A Key Strategy for the Rational Incorporation of Long-lived NIR Emissive Cr(III) Chromophores into Polymetallic Architectures
Description
The CrIIIN6 chromophores are particularly appealing for low energy sensitization via energy transfer processes since they show extremely long excited state lifetime reaching millisecond range in the technologically crucial near-infrared domain. However, their properties were barely harnessed in multimetalic structures because of the lack of both monitoring methods and accessible synthetic pathways. We herein report a remedy to monitor and control the formation of CrIII-containing assemblies in solution via the design of a CrIIIN6 inert “complex-as-ligand” that can be included into polymetalic architectures.
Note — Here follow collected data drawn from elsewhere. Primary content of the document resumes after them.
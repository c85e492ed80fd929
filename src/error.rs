//! Error types for card_price_checker

use std::path::PathBuf;
use thiserror::Error;

/// Unified error type for collection and pricing operations
#[derive(Debug, Error)]
pub enum CheckerError {
    /// Input collection file does not exist
    #[error("File \"{}\" could not be found", .0.display())]
    NotFound(PathBuf),

    /// A line did not match the expected record layout
    #[error("Wrong text format (line: {line}): \"{raw}\"")]
    MalformedLine { line: usize, raw: String },

    /// Quantity is all digits but too large to count
    #[error("Quantity out of range (line: {line}): \"{raw}\"")]
    QuantityOutOfRange { line: usize, raw: String },

    /// A line or collection total does not fit the amount type
    #[error("Amount too large while pricing \"{0}\"")]
    AmountOverflow(String),

    /// Refusing to overwrite an existing output file
    #[error("File {} already exists", .0.display())]
    AlreadyExists(PathBuf),

    /// Card not found on Scryfall
    #[error("Card \"{0}\" could not be found")]
    CardNotFound(String),

    /// Scryfall returned a price that is not a decimal number
    #[error("Invalid price \"{raw}\" for card \"{name}\"")]
    InvalidPrice { name: String, raw: String },

    /// HTTP request failed (network error, timeout, etc.)
    #[error("Network error: {0}")]
    Network(#[from] reqwest::Error),

    /// HTTP error status code
    #[error("HTTP error: {0}")]
    HttpStatus(reqwest::StatusCode),

    /// Failed to parse JSON response
    #[error("Parse error: {0}")]
    Parse(#[from] serde_json::Error),

    /// File I/O error
    #[error("I/O error: {0}")]
    Io(#[from] std::io::Error),
}

impl CheckerError {
    /// Whether a failed lookup is worth repeating (network trouble, throttling, server errors).
    ///
    /// Responses that cannot be decoded fail the same way every time and are not repeated.
    pub fn is_transient(&self) -> bool {
        match self {
            CheckerError::Network(e) => !e.is_decode(),
            CheckerError::HttpStatus(status) => {
                status.is_server_error() || *status == reqwest::StatusCode::TOO_MANY_REQUESTS
            }
            _ => false,
        }
    }
}

/// Result alias for card_price_checker operations
pub type Result<T> = std::result::Result<T, CheckerError>;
As a proof of concept, these CrN6 building blocks were reacted in solution with ZnII or FeII to give extended trinuclear linear Cr-M-Cr assemblies, the structure of which could be addressed by NMR spectroscopy despite the presence of two slow relaxing CrIII paramagnetic centers. In addition to long CrIII excited state lifetimes and weak sensitivity to oxygen quenching, these polymetallic assemblies display controlled CrIII
to MII energy transfers, which pave the way for use of the “complex-as-ligand” strategy for introducing photophysically active CrIII probes into light-converting polymetalic devices.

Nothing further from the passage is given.